Skip to main content

Auto-verification on save

Auto-verification runs an API scenario as soon as it is saved. This gives you fast feedback while the scenario is still being authored, before it becomes part of a scheduled suite.

How it works

When scenario_save runs, Qodex does not just persist the scenario. For API scenarios, it also runs the scenario’s steps against the default staging environment, captures pass/fail per step, and writes last_run_status back to the scenario row. The verdict shows up in the scenarios list as a pass/fail badge before you even close the create dialog. This is deliberate. A generated scenario that fails its first run is often broken in a fixable way: a stale schema, a missing capture, or a misnamed environment variable.

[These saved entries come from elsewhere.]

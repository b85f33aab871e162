use axum::extract::{Query, State};
use axum::Json;
use encore_core::access::AccessLevel;
use encore_core::dashboard::{ArtistsView, Loaded};
use encore_core::filter::{FilterCriteria, Selector};
use serde::Deserialize;

use crate::auth::Caller;
use crate::error::AppError;
use crate::state::AppState;

#[derive(Debug, Default, Deserialize)]
pub struct ArtistsQuery {
    #[serde(default)]
    pub genre: Option<String>,
    #[serde(default)]
    pub status: Option<String>,
    /// `confidence`, `growth`, `listeners` or `recent`. Unknown keys keep
    /// the stored order.
    #[serde(default)]
    pub sort: Option<String>,
}

/// GET /api/artists?genre=&status=&sort=: the discovery roster. Premium
/// and above.
pub async fn list_artists(
    State(app): State<AppState>,
    caller: Caller,
    Query(query): Query<ArtistsQuery>,
) -> Result<Json<Loaded<ArtistsView>>, AppError> {
    caller.require(AccessLevel::Premium)?;
    let criteria = FilterCriteria {
        genre: Selector::from(query.genre),
        status: Selector::from(query.status),
        sort: query.sort,
        ..Default::default()
    };
    let dashboard = app.dashboard.clone();
    let result =
        tokio::task::spawn_blocking(move || dashboard.artists(&criteria, chrono::Utc::now()))
            .await
            .map_err(AppError::join)?;
    Ok(Json(result))
}
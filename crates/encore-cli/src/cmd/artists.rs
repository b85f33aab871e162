use crate::cmd::{loaded, open_dashboard};
use crate::output::{print_json, print_summary, print_table};
use encore_core::filter::{FilterCriteria, Selector};
use encore_core::metrics::confidence_band;
use encore_core::types::SortKey;
use std::path::Path;

pub fn run(
    root: &Path,
    genre: Option<String>,
    status: Option<String>,
    sort: Option<String>,
    json: bool,
) -> anyhow::Result<()> {
    // Dashboard dropdowns ignore unknown keys; on the command line a typo is
    // more likely, so reject it.
    if let Some(key) = &sort {
        key.parse::<SortKey>()?;
    }
    let criteria = FilterCriteria {
        genre: Selector::from(genre),
        status: Selector::from(status),
        sort,
        ..Default::default()
    };
    let (_, dashboard) = open_dashboard(root)?;
    let view = loaded(dashboard.artists(&criteria, chrono::Utc::now()))?;

    if json {
        return print_json(&view);
    }

    let rows = view
        .artists
        .iter()
        .map(|a| {
            let confidence = a.number_or_zero("ai_confidence");
            vec![
                a.str_field("name").unwrap_or("-").to_string(),
                a.str_field("genre").unwrap_or("-").to_string(),
                a.str_field("status").unwrap_or("-").to_string(),
                format!("{confidence:.0}"),
                confidence_band(confidence).as_str().to_string(),
                format!("{:.0}", a.number_or_zero("monthly_listeners")),
                format!("{:+.0}%", a.number_or_zero("growth_rate")),
            ]
        })
        .collect();
    print_table(
        &["ARTIST", "GENRE", "STATUS", "CONFIDENCE", "BAND", "LISTENERS", "GROWTH"],
        rows,
    );
    println!();
    print_summary(&[
        ("Tracked", view.stats.total.to_string()),
        ("Featured", view.stats.featured.to_string()),
        ("Avg confidence", format!("{:.1}", view.stats.average_confidence)),
    ]);
    Ok(())
}
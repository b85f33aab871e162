use futures::future::BoxFuture;
use std::fmt::Debug;
use std::time::Duration;

/// Source of suspension for timed sequences. Injected so tests and
/// fast-forward modes can control how long a step actually waits.
pub trait Timer: Clone + Send + Sync + Debug + 'static {
    fn sleep(&self, duration: Duration) -> BoxFuture<'static, ()>;
}

/// Wall-clock timer backed by the tokio runtime. Under
/// `#[tokio::test(start_paused = true)]` it follows tokio's virtual clock.
#[derive(Debug, Clone, Copy, Default)]
pub struct TokioTimer;

impl Timer for TokioTimer {
    fn sleep(&self, duration: Duration) -> BoxFuture<'static, ()> {
        Box::pin(tokio::time::sleep(duration))
    }
}

/// Stretches or shrinks every requested duration by `factor`.
#[derive(Debug, Clone)]
pub struct ScaledTimer<T> {
    inner: T,
    factor: f64,
}

impl<T: Timer> ScaledTimer<T> {
    /// Non-finite or negative factors collapse to 0 (no waiting).
    pub fn new(inner: T, factor: f64) -> Self {
        let factor = if factor.is_finite() && factor > 0.0 {
            factor
        } else {
            0.0
        };
        Self { inner, factor }
    }

    /// Saturates at `Duration::MAX` instead of overflowing.
    pub fn scale(&self, duration: Duration) -> Duration {
        Duration::try_from_secs_f64(duration.as_secs_f64() * self.factor).unwrap_or(Duration::MAX)
    }
}

impl<T: Timer> Timer for ScaledTimer<T> {
    fn sleep(&self, duration: Duration) -> BoxFuture<'static, ()> {
        self.inner.sleep(self.scale(duration))
    }
}
use axum::extract::State;
use axum::response::sse::{Event, KeepAlive, Sse};
use axum::Json;
use encore_core::catalog::{self, SampleIssue};
use encore_core::demo::{DemoSnapshot, DemoStep};
use encore_core::types::DemoPhase;
use serde::Serialize;
use tokio_stream::wrappers::WatchStream;
use tokio_stream::StreamExt as _;

use crate::state::AppState;

#[derive(Debug, Serialize)]
pub struct DemoStatus {
    #[serde(flatten)]
    pub snapshot: DemoSnapshot,
    pub steps: Vec<DemoStep>,
    /// Present once the run completes.
    #[serde(skip_serializing_if = "Option::is_none")]
    pub issue: Option<SampleIssue>,
}

fn status(app: &AppState) -> DemoStatus {
    let snapshot = app.demo.snapshot();
    let issue = (snapshot.phase == DemoPhase::Complete).then(catalog::storyteller_issue);
    DemoStatus {
        snapshot,
        steps: app.demo.steps().to_vec(),
        issue,
    }
}

/// GET /api/demo: current phase, progress and step.
pub async fn get_demo(State(app): State<AppState>) -> Json<DemoStatus> {
    Json(status(&app))
}

/// POST /api/demo/start: begin a run. Starting a sequencer that is not
/// idle leaves it untouched and reports `started: false`.
pub async fn start_demo(State(app): State<AppState>) -> Json<serde_json::Value> {
    let started = app.demo.start().is_some();
    Json(serde_json::json!({
        "started": started,
        "demo": status(&app),
    }))
}

/// POST /api/demo/reset: abort any run and return to idle.
pub async fn reset_demo(State(app): State<AppState>) -> Json<DemoStatus> {
    app.demo.reset();
    Json(status(&app))
}

/// GET /api/demo/events: SSE stream emitting a `demo` event with the full
/// snapshot on connect and after every state change.
pub async fn demo_events(State(app): State<AppState>) -> impl axum::response::IntoResponse {
    let stream = WatchStream::new(app.demo.subscribe())
        .map(|snapshot| Event::default().event("demo").json_data(snapshot));
    Sse::new(stream).keep_alive(KeepAlive::default())
}
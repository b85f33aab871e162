use crate::error::Result;
use std::io::Write;
use std::path::Path;
use tempfile::NamedTempFile;

/// Write `data` to `path` through a sibling temp file so readers never see a
/// half-written config or seed.
pub fn atomic_write(path: &Path, data: &[u8]) -> Result<()> {
    let dir = match path.parent() {
        Some(p) if !p.as_os_str().is_empty() => p,
        _ => Path::new("."),
    };
    std::fs::create_dir_all(dir)?;
    let mut tmp = NamedTempFile::new_in(dir)?;
    tmp.write_all(data)?;
    tmp.persist(path).map_err(|e| e.error)?;
    Ok(())
}

/// Contents of `path`, or `None` when it does not exist.
pub fn read_optional(path: &Path) -> Result<Option<String>> {
    match std::fs::read_to_string(path) {
        Ok(s) => Ok(Some(s)),
        Err(e) if e.kind() == std::io::ErrorKind::NotFound => Ok(None),
        Err(e) => Err(e.into()),
    }
}
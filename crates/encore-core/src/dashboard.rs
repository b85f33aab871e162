//! Dashboard views over the row store.
//!
//! Each view fetches, joins and reduces rows for one dashboard section.
//! A failed fetch never blanks a view: the last successfully loaded data is
//! returned alongside the error message.

use crate::error::{EncoreError, Result};
use crate::filter::{self, FilterCriteria};
use crate::metrics::{self, ArtistStats, IssueCounts, MetricSummary, SubscriberStats};
use crate::row::Row;
use crate::store::{Query, RowStore, ANALYTICS, ARTISTS, ISSUES, NEWSLETTERS, SUBSCRIBERS};
use crate::types::{IssueStatus, SortKey, SubscriberStatus};
use crate::validation::{self, FieldErrors, NewsletterForm};
use chrono::{DateTime, Utc};
use serde::Serialize;
use serde_json::{Map, Value};
use std::collections::HashMap;
use std::sync::{Arc, Mutex};

// ---------------------------------------------------------------------------
// Loaded / LastGood
// ---------------------------------------------------------------------------

#[derive(Debug, Clone, Serialize)]
pub struct Loaded<T> {
    pub data: T,
    /// Set when the latest refresh failed; `data` is then the previous result.
    #[serde(skip_serializing_if = "Option::is_none")]
    pub error: Option<String>,
}

impl<T> Loaded<T> {
    pub fn is_ok(&self) -> bool {
        self.error.is_none()
    }
}

/// Last successful result of a view, tagged with the arguments (`K`) that
/// produced it. A failed refresh only falls back to data loaded for the
/// same arguments.
#[derive(Debug, Default)]
struct LastGood<T, K = ()> {
    slot: Mutex<Option<(K, T)>>,
}

impl<T: Clone + Default> LastGood<T> {
    fn refresh(&self, view: &str, fetch: impl FnOnce() -> Result<T>) -> Loaded<T> {
        self.refresh_for(view, &(), fetch)
    }
}

impl<T: Clone + Default, K: Clone + PartialEq> LastGood<T, K> {
    fn refresh_for(&self, view: &str, key: &K, fetch: impl FnOnce() -> Result<T>) -> Loaded<T> {
        let mut slot = self.slot.lock().unwrap_or_else(|p| p.into_inner());
        match fetch() {
            Ok(value) => {
                *slot = Some((key.clone(), value.clone()));
                Loaded {
                    data: value,
                    error: None,
                }
            }
            Err(e) => {
                tracing::warn!(view, "refresh failed, keeping previous data: {e}");
                let data = match slot.as_ref() {
                    Some((k, value)) if k == key => value.clone(),
                    _ => T::default(),
                };
                Loaded {
                    data,
                    error: Some(e.to_string()),
                }
            }
        }
    }

    /// Apply a local change to every cached value, whatever arguments loaded it.
    fn update(&self, f: impl FnOnce(&mut T)) {
        let mut slot = self.slot.lock().unwrap_or_else(|p| p.into_inner());
        if let Some((_, value)) = slot.as_mut() {
            f(value);
        }
    }
}

// ---------------------------------------------------------------------------
// View payloads
// ---------------------------------------------------------------------------

#[derive(Debug, Clone, Default, Serialize)]
pub struct IssuesView {
    pub issues: Vec<Row>,
    pub newsletters: Vec<Row>,
    /// Counts over every issue, not just the filtered ones.
    pub counts: IssueCounts,
}

#[derive(Debug, Clone, Default, Serialize)]
pub struct SubscribersView {
    pub subscribers: Vec<Row>,
    pub stats: SubscriberStats,
}

#[derive(Debug, Clone, Default, Serialize)]
pub struct AnalyticsView {
    pub window_days: u32,
    pub newsletters: Vec<Row>,
    pub issues: Vec<Row>,
    pub metrics: MetricSummary,
}

#[derive(Debug, Clone, Default, Serialize)]
pub struct ArtistsView {
    pub artists: Vec<Row>,
    pub genres: Vec<String>,
    /// Over the whole roster, not just the filtered artists.
    pub stats: ArtistStats,
}

#[derive(Debug, Clone, Default, Serialize)]
pub struct AutomationView {
    pub newsletters: Vec<Row>,
    pub active: usize,
}

#[derive(Debug, Clone, Default, PartialEq, Eq, Serialize)]
pub struct AdminOverview {
    pub newsletters: usize,
    pub active_newsletters: usize,
    pub subscribers: usize,
    pub active_subscribers: usize,
    pub issues: usize,
    pub sent_issues: usize,
}

// ---------------------------------------------------------------------------
// Dashboard
// ---------------------------------------------------------------------------

pub struct Dashboard {
    store: Arc<dyn RowStore>,
    newsletters: LastGood<Vec<Row>>,
    issues: LastGood<IssuesView, FilterCriteria>,
    subscribers: LastGood<SubscribersView>,
    analytics: LastGood<AnalyticsView, u32>,
    artists: LastGood<ArtistsView, FilterCriteria>,
    overview: LastGood<AdminOverview>,
}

Surfacing the failure during authoring lets you or the agent correct it before the scenario becomes active.

What auto-verify checks

For each step:
  • HTTP status codes: the actual response status against expectedStatus.
  • Response shape: each declared expectations entry evaluates against the live response. JSONPath checks, body-shape assertions, and header checks all run.
  • Captures: any captures on a step are evaluated against the live response. If a capture fails (the JSONPath doesn’t resolve), the step fails.
For the whole scenario:
  • Pass: every step’s expectations evaluate true and no step errors out.
  • Fail: at least one step’s assertions evaluate false.
  • Error: a step couldn’t run at all (network failure, malformed request, env not found).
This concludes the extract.